Unfortunately, in the absence of confirmed data about those factors - you know, the kinds of data that come from direct engagement and conversation, fact-finding missions and clarification-seekings - I pull shit out of thin air to feed the internal confirmation biases, and use that to construct the house of cards that in turn neatly *justifies* my disengagement and rising anger.

Because, y'know, anger is so much easier to cope with than fear, yadda yadda yadda. *sigh*

The pattern of not speaking up is huge in my life. Dependency was a big part of that early on (financially, emotionally, whatever), which is a big part of the underpinning fear during the dependency issues in grad school. The pattern of not speaking up for myself or what I want then later leads to disappointment and ineffective thrashing in a pattern that Matthew describes as "Moving towards what we want whether we consciously realize that's what we're doing or not". I really haven't been a nice person during these particular times in my life, and a big part of the reason is that there's an inherent duality in the mind to exist in that state that pushes everything into chaos.

Neil manipulated it (and I let him). Brock hated it, though I think he hated my attempts to grow out of the pattern even more (because it rendered me less dependent, and he really needed to feel needed). J was better at picking up on it, but was horrible at managing to navigate through it with me. With Matthew things have changed a great deal in that there's less of the duality a lot of the time, but the big fears still create a faulty double-blind system in which even I will stop looking at the things that I know are bothering me until it's too late and the thrashing has begun in earnest.

You know, if I'd just studied the map first, I would have known there was a swamp here and might have avoided stepping in the sinkhole. The thrashing just makes everyone drown faster.

This pattern also constitutes probably the single most devastating mistake I keep repeating. When I *don't* speak up, Bad Things Happen. When I *don't* ask the questions I need or want to have answered, Bad Things Happen. When I *don't* put myself and my own emotional state or needs into the equation, Bad Things Happen. When I *don't* stay open and encourage my partner to be vulnerable with me and share things I need to know, Bad Things Happen.

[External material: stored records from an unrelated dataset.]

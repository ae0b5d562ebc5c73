//! Definition of a region whose memory is mapped twice, back to back.

use crate::{ConstructionError, Region, TeardownError, check_capacity};
use std::{
    ffi::c_void,
    io, mem,
    os::fd::{AsRawFd, FromRawFd, IntoRawFd, OwnedFd},
    ptr,
};

// Safety: Raw pointer is only dereferenced through the ring buffer cursors.
unsafe impl Send for MirroredRegion {}
unsafe impl Sync for MirroredRegion {}

/// Region where the same memory is visible twice, one copy right after the other.
///
/// ```text
/// base                 base + capacity        base + 2 * capacity
///  |---- mapping #1 -----|---- mapping #2 -----|
///            \                    /
///             `-- backing memory -'
/// ```
///
/// Any span of up to capacity bytes, starting at any offset < capacity, is a
/// single linear range of addresses. Writing past the end of the first mapping
/// writes to the beginning of the backing memory.
///
/// Backing memory is private to this process, nothing is ever shared by name.
#[derive(Debug)]
pub struct MirroredRegion {
    ptr: *mut u8,
    capacity: usize,
}

impl MirroredRegion {
    /// Unmap the whole mirrored range.
    ///
    /// Pointer is forgotten before unmapping, whatever the outcome.
    fn unmap(&mut self) -> io::Result<()> {
        let ptr = mem::replace(&mut self.ptr, ptr::null_mut());
        if ptr.is_null() {
            return Ok(());
        }

        // Safety: We exclusively own the range since it was reserved.
        match unsafe { libc::munmap(ptr.cast(), self.capacity * 2) } {
            0 => Ok(()),
            _ => Err(io::Error::last_os_error()),
        }
    }
}

// Safety: Both halves of the reservation alias the same zero filled backing object.
unsafe impl Region for MirroredRegion {
    const MIRRORED: bool = true;

    fn reserve(capacity: usize, populate: bool) -> Result<Self, ConstructionError> {
        check_capacity(capacity)?;

        // Address space for both mappings. Only used to find a stable base address.
        let reservation = Reservation::new(capacity * 2)?;

        // Memory that both mappings will alias.
        let backing = backing()?;
        // Safety: Descriptor is open for as long as backing is alive.
        if unsafe { libc::ftruncate(backing.as_raw_fd(), capacity as libc::off_t) } != 0 {
            let error = io::Error::last_os_error();
            return Err(ConstructionError::Resize(error, capacity));
        }

        // Safety: Both halves lie within the reservation we own.
        let first = reservation.ptr;
        let second = unsafe { first.cast::<u8>().add(capacity).cast::<c_void>() };

        map_fixed(first, capacity, &backing, populate).map_err(ConstructionError::MapFirst)?;
        map_fixed(second, capacity, &backing, populate).map_err(ConstructionError::MapSecond)?;

        // Mappings keep the backing object alive, descriptor is no longer needed.
        // Safety: Descriptor ownership is moved into close.
        if unsafe { libc::close(backing.into_raw_fd()) } != 0 {
            let error = io::Error::last_os_error();
            return Err(ConstructionError::CloseBacking(error));
        }

        Ok(Self {
            capacity,
            ptr: reservation.into_raw().cast(),
        })
    }

    #[inline]
    fn capacity(&self) -> usize {
        self.capacity
    }

    #[inline]
    fn as_ptr(&self) -> *mut u8 {
        self.ptr
    }

    fn release(mut self) -> Result<(), TeardownError> {
        Ok(self.unmap()?)
    }
}

impl Drop for MirroredRegion {
    fn drop(&mut self) {
        if let Err(error) = self.unmap() {
            tracing::warn!(capacity = self.capacity, %error, "Cannot unmap mirrored region");
        }
    }
}

/// Inaccessible range of address space, unmapped on drop unless claimed.
struct Reservation {
    ptr: *mut c_void,
    len: usize,
}

impl Reservation {
    fn new(len: usize) -> Result<Self, ConstructionError> {
        // Safety: Kernel picks the address, nothing existing is replaced.
        let ptr = unsafe {
            libc::mmap(
                ptr::null_mut(),
                len,
                libc::PROT_NONE,
                libc::MAP_PRIVATE | libc::MAP_ANONYMOUS,
                -1,
                0,
            )
        };

        if ptr == libc::MAP_FAILED {
            let error = io::Error::last_os_error();
            return Err(ConstructionError::Reserve(error, len));
        }

        Ok(Self { ptr, len })
    }

    /// Claim the reservation, caller is now responsible for unmapping it.
    fn into_raw(self) -> *mut c_void {
        let ptr = self.ptr;
        mem::forget(self);
        ptr
    }
}

impl Drop for Reservation {
    fn drop(&mut self) {
        // Safety: Also removes any fixed mappings placed inside the range.
        unsafe {
            libc::munmap(self.ptr, self.len);
        }
    }
}

/// Map backing memory read/write over an address we already reserved.
fn map_fixed(addr: *mut c_void, len: usize, backing: &OwnedFd, populate: bool) -> io::Result<()> {
    let flags = libc::MAP_SHARED | libc::MAP_FIXED | populate_flag(populate);

    // Safety: Caller guarantees addr..addr+len is within a reservation it owns.
    let mapped = unsafe {
        libc::mmap(
            addr,
            len,
            libc::PROT_READ | libc::PROT_WRITE,
            flags,
            backing.as_raw_fd(),
            0,
        )
    };

    if mapped == libc::MAP_FAILED {
        return Err(io::Error::last_os_error());
    }

    debug_assert_eq!(mapped, addr, "Fixed mapping placed at a different address");
    Ok(())
}

#[cfg(any(target_os = "linux", target_os = "android"))]
fn populate_flag(populate: bool) -> libc::c_int {
    if populate { libc::MAP_POPULATE } else { 0 }
}

#[cfg(not(any(target_os = "linux", target_os = "android")))]
fn populate_flag(_populate: bool) -> libc::c_int {
    0
}

/// Anonymous memory object that can be mapped more than once.
#[cfg(any(target_os = "linux", target_os = "android"))]
fn backing() -> Result<OwnedFd, ConstructionError> {
    // Safety: Name is a valid nul terminated string.
    let fd = unsafe { libc::memfd_create(c"mirrorbuf".as_ptr(), libc::MFD_CLOEXEC) };
    if fd < 0 {
        return Err(ConstructionError::Backing(io::Error::last_os_error()));
    }

    // Safety: We just created this descriptor, nobody else owns it.
    Ok(unsafe { OwnedFd::from_raw_fd(fd) })
}

/// Anonymous memory object that can be mapped more than once.
///
/// Shared memory object is unlinked right after creation, so it only has
/// a name for as long as it takes to open it.
#[cfg(not(any(target_os = "linux", target_os = "android")))]
fn backing() -> Result<OwnedFd, ConstructionError> {
    use std::{
        ffi::CString,
        sync::atomic::{AtomicUsize, Ordering},
    };

    static NEXT_ID: AtomicUsize = AtomicUsize::new(0);

    let id = NEXT_ID.fetch_add(1, Ordering::Relaxed);
    let name = CString::new(format!("/mirrorbuf.{}.{id}", std::process::id()))
        .map_err(|error| ConstructionError::Backing(io::Error::other(error)))?;

    // Safety: Name is a valid nul terminated string.
    let fd = unsafe {
        libc::shm_open(
            name.as_ptr(),
            libc::O_RDWR | libc::O_CREAT | libc::O_EXCL,
            0o600,
        )
    };

    if fd < 0 {
        return Err(ConstructionError::Backing(io::Error::last_os_error()));
    }

    // Safety: We just created this descriptor, nobody else owns it.
    let fd = unsafe { OwnedFd::from_raw_fd(fd) };
    if unsafe { libc::shm_unlink(name.as_ptr()) } != 0 {
        return Err(ConstructionError::Backing(io::Error::last_os_error()));
    }

    Ok(fd)
}

#[cfg(test)]
mod tests {
    use super::*;
    use crate::capacity_for;
    use rstest::rstest;

    #[rstest]
    #[case(0, false)]
    #[case(12, false)]
    #[case(16, true)]
    #[case(20, false)]
    fn halves_alias(#[case] order: u32, #[case] populate: bool) -> Result<(), ConstructionError> {
        let capacity = capacity_for(order)?;
        let region = MirroredRegion::reserve(capacity, populate)?;
        assert_eq!(region.capacity(), capacity);
        assert_eq!(region.contiguous(capacity - 1), capacity);

        // Raw pointers only, references to both halves would claim they don't alias.
        // Safety: Mirrored region is valid for 2 * capacity bytes.
        unsafe {
            let first = region.as_ptr();
            let second = first.add(capacity);

            // Memory is zero filled on reservation.
            assert!((0..capacity).all(|i| first.add(i).read_volatile() == 0));

            // Writes to the second half show up in the first.
            second.write_volatile(0xAB);
            second.add(capacity - 1).write_volatile(0xCD);
            assert_eq!(first.read_volatile(), 0xAB);
            assert_eq!(first.add(capacity - 1).read_volatile(), 0xCD);

            // And the other way around.
            first.add(capacity / 2).write_volatile(0xEF);
            assert_eq!(second.add(capacity / 2).read_volatile(), 0xEF);
        }

        region.release().expect("Release should succeed");
        Ok(())
    }

    #[rstest]
    #[case(0)]
    #[case(page_size::get() / 2)]
    #[case(page_size::get() * 3)]
    #[case(usize::MAX / 2 + 1)]
    #[case(usize::MAX)]
    fn rejects_invalid_capacity(#[case] capacity: usize) {
        match MirroredRegion::reserve(capacity, false) {
            Err(ConstructionError::Capacity(rejected)) => assert_eq!(rejected, capacity),
            other => panic!("Unexpected result: {other:?}"),
        }
    }

    #[test]
    #[cfg(target_pointer_width = "64")]
    fn failed_reservation_releases_everything() -> Result<(), ConstructionError> {
        // Way more address space than any host can hand out.
        let huge = 1 << 60;
        for _ in 0..1024 {
            match MirroredRegion::reserve(huge, false) {
                Err(ConstructionError::Reserve(_, len)) => assert_eq!(len, huge * 2),
                other => panic!("Unexpected result: {other:?}"),
            }
        }

        // A leaked backing object or mapping per attempt would exhaust descriptors
        // or mappings long before this loop ends.
        let capacity = capacity_for(0)?;
        for _ in 0..4096 {
            match MirroredRegion::reserve(capacity / 2, false) {
                Err(ConstructionError::Capacity(_)) => {}
                other => panic!("Unexpected result: {other:?}"),
            }

            MirroredRegion::reserve(capacity, false)?
                .release()
                .expect("Release should succeed");
        }

        Ok(())
    }

    #[test]
    fn copy_across_end_is_linear() -> Result<(), ConstructionError> {
        let capacity = capacity_for(0)?;
        let region = MirroredRegion::reserve(capacity, false)?;

        let src: Vec<u8> = (0..64).collect();
        unsafe { region.copy_in(capacity - 32, &src) };

        // Tail of the copy landed at the start of the backing memory.
        let mut head = [0; 32];
        unsafe { region.copy_out(0, &mut head) };
        assert_eq!(&head, &src[32..]);

        let mut dst = vec![0; 64];
        unsafe { region.copy_out(capacity - 32, &mut dst) };
        assert_eq!(dst, src);
        Ok(())
    }

    #[test]
    fn drop_releases_memory() -> Result<(), ConstructionError> {
        // Mapping many large regions would exhaust address space if drop leaked them.
        let capacity = capacity_for(24)?;
        for _ in 0..64 {
            let region = MirroredRegion::reserve(capacity, false)?;
            drop(region);
        }
        Ok(())
    }
}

When I don't engage... Bad Things Happen. It really is that fucking simple. (And yet... )



I used to joke that my life could make a great Object Lesson in "What Not To Do" in relationship communications, and then I let pride get in the way of thinking I could handle just about anything that came along (because Look! At! Us! We're! So! Clueful!). Why yes, I sometimes forget and buy into the hype as well... the "wanting it to be true" is a powerful lure when the real truth of the matter is the fact that I'm sitting on the trunk of an elephant.

I blog because I want people to NOT make the same mistakes I do. (I also want the love and validation and adoration that comes with performing for an audience, but only on some days. Like every day ending in "-y".) I also blog because it's an excellent safely-contained exercise in experimental vulnerability. Given the issues I have in speaking up or speaking out in a literal sense, writing has been a way to "be the change I want to see in the world", and if there's a lesson to be taken away from that, it's that vulnerability is the only way we grow.

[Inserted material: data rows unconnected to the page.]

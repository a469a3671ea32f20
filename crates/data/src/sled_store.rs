// SPDX-License-Identifier: LGPL-3.0-only
//
// This file is provided WITHOUT ANY WARRANTY;
// without even the implied warranty of MERCHANTABILITY
// or FITNESS FOR A PARTICULAR PURPOSE.

use crate::{Get, Insert, Remove, SledDb};
use actix::{Actor, Addr, Handler};
use anyhow::Result;
use std::path::PathBuf;
use tracing::{error, info};

/// Durable key value store actor backed by sled
pub struct SledStore {
    db: SledDb,
}

impl Actor for SledStore {
    type Context = actix::Context<Self>;

    fn stopped(&mut self, _: &mut Self::Context) {
        if let Err(err) = self.db.flush() {
            error!("Failed to flush sled store on stop: {err}");
        }
    }
}

impl SledStore {
    pub fn new(path: &PathBuf) -> Result<Addr<Self>> {
        info!("Starting SledStore with {:?}", path);
        let db = SledDb::new(path, "datastore")?;
        Ok(Self { db }.start())
    }
}

impl Handler<Insert> for SledStore {
    type Result = ();

    fn handle(&mut self, event: Insert, _: &mut Self::Context) -> Self::Result {
        if let Err(err) = self.db.insert(event) {
            error!("{err}");
        }
    }
}

impl Handler<Remove> for SledStore {
    type Result = ();

    fn handle(&mut self, event: Remove, _: &mut Self::Context) -> Self::Result {
        if let Err(err) = self.db.remove(event) {
            error!("{err}");
        }
    }
}

impl Handler<Get> for SledStore {
    type Result = Option<Vec<u8>>;

    fn handle(&mut self, event: Get, _: &mut Self::Context) -> Self::Result {
        match self.db.get(event) {
            Ok(v) => v,
            Err(err) => {
                error!("{err}");
                None
            }
        }
    }
}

We have to take down the walls that stunt the organic processes; personal development can still be trained and encouraged in particular directions thereafter, but we are our own worst constraints. Airing my successes and failures in such a relatively public manner is a way of shining a light on both the good and the bad of those change processes (or lack of, as the current case may be).

I say "we"... of course, I mean "me". The biggest lesson people could learn from my life is that in the end, we have to be accountable to ourselves. Failure to account for our choices and actions is disempowering. Failure to be accountable for our own responsibilities in life cheats us of some really good opportunities for meaningful connection. It's not a one-time-only lesson, either, but one life keeps throwing at us until we finally get our shit together and move on to some *other* lesson.

I have been nothing if not an excellent examplary lesson in how the circular nature of all things loves to keep coming back until we get it right.